As escolas, públicas e privadas, estão a reorganizar-se para um terceiro período que tudo aponta não poderá ser presencial, as empresas e os trabalhadores estão – e têm mesmo de o fazer – a adaptar-se ao teletrabalho (o que significa conseguir atingir um equilíbrio nas suas vidas sem sair do mesmo sítio) e nas ruas os beijinhos e os abraços são substituídos por ‘olás’ a dois metros de distância.
Margarida Pedroso Lima é psicóloga, na área do bem-estar, e professora na Faculdade de Psicologia da Universidade de Coimbra e não tem dúvidas de que «pausa», como prefere chamar a este momento de estado de emergência devido à pandemia, poderá abrir mais portas ao teletrabalho em algumas empresas e a rotinas mais distantes em geral: «É um dos perigos, o favorecimento do distanciamento entre as pessoas, com esta possibilidade de se trabalhar à distância. Estava agora mesmo a preparar dez horas de aulas à distância e estou a dar consultas online e sinto que se perdem algumas coisas fundamentais, como o corpo». E, sem o corpo, «a interação passa a ser mais verbal ou escrita, como se cada vez estivéssemos a ficar seres mais mentais e perdêssemos os movimentos e até mesmo o toque».

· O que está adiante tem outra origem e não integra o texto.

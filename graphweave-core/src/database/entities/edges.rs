use sea_orm::entity::prelude::*;
use serde::{Deserialize, Serialize};
use serde_json::Map;

use crate::domain::{
    parameters_from_value, uses_parameters, Edge, EdgeConnectionParameter, EntityMetadata,
};

/// Materialized edge. `origin_id`/`destination_id` stay NULL until the
/// linker finds the endpoint nodes; they are never overwritten once set.
#[derive(Clone, Debug, PartialEq, DeriveEntityModel, Serialize, Deserialize)]
#[sea_orm(table_name = "edges")]
pub struct Model {
    #[sea_orm(primary_key, auto_increment = false)]
    pub id: Uuid,
    pub container_id: String,
    pub metatype_relationship_pair_id: String,
    pub data_source_id: String,
    #[sea_orm(column_type = "JsonBinary")]
    pub properties: serde_json::Value,
    pub origin_id: Option<Uuid>,
    pub destination_id: Option<Uuid>,
    pub origin_original_id: Option<String>,
    pub origin_metatype_id: Option<String>,
    pub origin_data_source_id: Option<String>,
    pub destination_original_id: Option<String>,
    pub destination_metatype_id: Option<String>,
    pub destination_data_source_id: Option<String>,
    #[sea_orm(column_type = "JsonBinary", nullable)]
    pub origin_parameters: Option<serde_json::Value>,
    #[sea_orm(column_type = "JsonBinary", nullable)]
    pub destination_parameters: Option<serde_json::Value>,
    pub import_data_id: Option<String>,
    pub data_staging_id: Option<Uuid>,
    pub type_mapping_transformation_id: Option<String>,
    #[sea_orm(column_type = "JsonBinary")]
    pub metadata: serde_json::Value,
    pub created_at: ChronoDateTimeUtc,
    pub modified_at: ChronoDateTimeUtc,
}

#[derive(Copy, Clone, Debug, EnumIter, DeriveRelation)]
pub enum Relation {}

impl ActiveModelBehavior for ActiveModel {}

impl Model {
    pub fn is_resolved(&self) -> bool {
        self.origin_id.is_some() && self.destination_id.is_some()
    }

    pub fn origin_parameter_list(&self) -> Vec<EdgeConnectionParameter> {
        parameters_from_value(self.origin_parameters.as_ref())
    }

    pub fn destination_parameter_list(&self) -> Vec<EdgeConnectionParameter> {
        parameters_from_value(self.destination_parameters.as_ref())
    }

    pub fn uses_parameters(&self) -> bool {
        uses_parameters(
            self.origin_original_id.as_deref(),
            self.destination_original_id.as_deref(),
            &self.origin_parameter_list(),
            &self.destination_parameter_list(),
        )
    }
}

impl From<Model> for Edge {
    fn from(model: Model) -> Self {
        Edge {
            id: Some(model.id),
            container_id: model.container_id,
            metatype_relationship_pair_id: model.metatype_relationship_pair_id,
            data_source_id: model.data_source_id,
            properties: match model.properties {
                serde_json::Value::Object(map) => map,
                _ => Map::new(),
            },
            origin_id: model.origin_id,
            destination_id: model.destination_id,
            origin_original_id: model.origin_original_id,
            origin_metatype_id: model.origin_metatype_id,
            origin_data_source_id: model.origin_data_source_id,
            destination_original_id: model.destination_original_id,
            destination_metatype_id: model.destination_metatype_id,
            destination_data_source_id: model.destination_data_source_id,
            origin_parameters: parameters_from_value(model.origin_parameters.as_ref()),
            destination_parameters: parameters_from_value(model.destination_parameters.as_ref()),
            import_data_id: model.import_data_id,
            data_staging_id: model.data_staging_id,
            type_mapping_transformation_id: model.type_mapping_transformation_id,
            metadata: EntityMetadata::from_value(&model.metadata),
            created_at: Some(model.created_at),
        }
    }
}
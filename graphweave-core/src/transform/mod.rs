//! Type transformation engine.
//!
//! Applies a [`TransformationRule`] to a staged payload: the payload walker
//! expands `root_array` into leaf positions, conditions gate each position,
//! key mappings are extracted and coerced, and the entity builder emits one
//! node or edge per surviving position.

pub mod builder;
pub mod coercion;
pub mod condition;
pub mod keys;
pub mod payload;
pub mod value;

use std::sync::Arc;

use tracing::{debug, instrument, warn};

use crate::domain::{DataStaging, Edge, KeyKind, Node, RuleTarget, TransformationRule};
use crate::errors::TransformationError;
use crate::ontology::KeyLookup;

pub use builder::EntityBuilder;
pub use coercion::convert_value;
pub use condition::{is_satisfied, rule_matches};
pub use keys::{resolve_key, resolve_keys, KeyOutcome, ResolvedKeys, RuleKeys};
pub use payload::{get_nested_value, IndexPath, RootArray};

/// Entities produced by one rule application. A rule only ever targets one
/// kind of entity.
#[derive(Debug, Clone, PartialEq)]
pub enum TransformationOutput {
    Nodes(Vec<Node>),
    Edges(Vec<Edge>),
}

impl TransformationOutput {
    pub fn len(&self) -> usize {
        match self {
            TransformationOutput::Nodes(nodes) => nodes.len(),
            TransformationOutput::Edges(edges) => edges.len(),
        }
    }

    pub fn is_empty(&self) -> bool {
        self.len() == 0
    }

    pub fn nodes(&self) -> &[Node] {
        match self {
            TransformationOutput::Nodes(nodes) => nodes,
            TransformationOutput::Edges(_) => &[],
        }
    }

    pub fn edges(&self) -> &[Edge] {
        match self {
            TransformationOutput::Nodes(_) => &[],
            TransformationOutput::Edges(edges) => edges,
        }
    }
}

pub struct TransformationEngine {
    keys: Arc<dyn KeyLookup>,
}

impl TransformationEngine {
    pub fn new(keys: Arc<dyn KeyLookup>) -> Self {
        Self { keys }
    }

    /// Applies `rule` to `staging`.
    ///
    /// Without a `root_array` a key or conversion failure fails the record.
    /// With one, failures at a single leaf are logged and that leaf skipped;
    /// only a missing top-level array fails the record.
    #[instrument(skip_all, fields(rule = %rule.display_id(), staging_id = %staging.id))]
    pub async fn apply(
        &self,
        rule: &TransformationRule,
        staging: &DataStaging,
    ) -> Result<TransformationOutput, TransformationError> {
        rule.target()?;
        let keys = self.prefetch_keys(rule).await?;
        apply_with_keys(rule, &keys, staging)
    }

    /// Looks up every ontology key the rule references, once. A missing
    /// metatype key only drops its mapping; a missing relationship key fails
    /// the rule.
    pub async fn prefetch_keys(
        &self,
        rule: &TransformationRule,
    ) -> Result<RuleKeys, TransformationError> {
        let mut keys = RuleKeys::default();

        for mapping in &rule.keys {
            if let Some(id) = mapping.metatype_key_id.as_deref() {
                if keys.get(KeyKind::Metatype, id).is_none() {
                    match self.keys.metatype_key(id).await? {
                        Some(key) => keys.insert(KeyKind::Metatype, key),
                        None => warn!(
                            "unable to fetch keys to map payload, metatype key {} does not exist",
                            id
                        ),
                    }
                }
            }
            if let Some(id) = mapping.metatype_relationship_key_id.as_deref() {
                if keys.get(KeyKind::Relationship, id).is_none() {
                    match self.keys.relationship_key(id).await? {
                        Some(key) => keys.insert(KeyKind::Relationship, key),
                        None => {
                            return Err(TransformationError::MissingRelationshipKey {
                                key_id: id.to_string(),
                            })
                        }
                    }
                }
            }
        }

        Ok(keys)
    }
}

/// Synchronous core of [`TransformationEngine::apply`] over prefetched keys.
pub fn apply_with_keys(
    rule: &TransformationRule,
    keys: &RuleKeys,
    staging: &DataStaging,
) -> Result<TransformationOutput, TransformationError> {
    let target = rule.target()?;
    let builder = EntityBuilder::new(rule, staging);

    let root_array = rule.root_array.as_deref().filter(|expression| !expression.is_empty());
    let positions: Vec<IndexPath> = match root_array {
        Some(expression) => RootArray::parse(expression).expand(&staging.data)?,
        None => vec![Vec::new()],
    };

    let mut nodes = Vec::new();
    let mut edges = Vec::new();
    for index in positions {
        if !rule_matches(&rule.conditions, &staging.data, &index) {
            debug!("conditions not met at index {:?}", index);
            continue;
        }

        let resolved = match resolve_keys(rule, keys, &staging.data, &index) {
            Ok(resolved) => resolved,
            Err(err) if root_array.is_some() => {
                warn!(
                    "unable to apply transformation {} at index {:?}: {}",
                    rule.display_id(),
                    index,
                    err
                );
                continue;
            }
            Err(err) => return Err(err),
        };

        match target {
            RuleTarget::Node { metatype_id } => {
                nodes.push(builder.node(metatype_id, resolved, &index));
            }
            RuleTarget::Edge {
                relationship_pair_id,
                origin,
                destination,
            } => {
                edges.push(builder.edge(relationship_pair_id, origin, destination, resolved, &index));
            }
        }
    }

    Ok(match target {
        RuleTarget::Node { .. } => TransformationOutput::Nodes(nodes),
        RuleTarget::Edge { .. } => TransformationOutput::Edges(edges),
    })
}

Não é o pior momento, mas terá consequências
O que este período mudará nas famílias, nas empresas, nas escolas e na sociedade em geral ninguém sabe ao certo, mas para esta especialista, apesar de todos os riscos que esta pandemia trouxe – e há já uma grande quantidade de pessoas a manifestar ansiedade e alguma desorientação – o facto de o Homem ser adaptável faz com que obrigatoriamente vá recriar as situações e se reinventar. «Repare que ainda assim não estamos numa situação tão má, se pensarmos em casos como o de Anne Frank, que esteve vários anos enclausurada e nem barulho podia fazer…», explica a docente, acrescentando que ainda assim haverá consequências desta pausa, por exemplo, para a vida dos casais que hoje têm de partilhar casa 24h. E talvez até para o modelo de família a que estávamos habituados: «É que há casais que já se davam mal nas férias, agora imaginemos tantos dias e sem poder dizer: ‘vou embora ou vou ao café’».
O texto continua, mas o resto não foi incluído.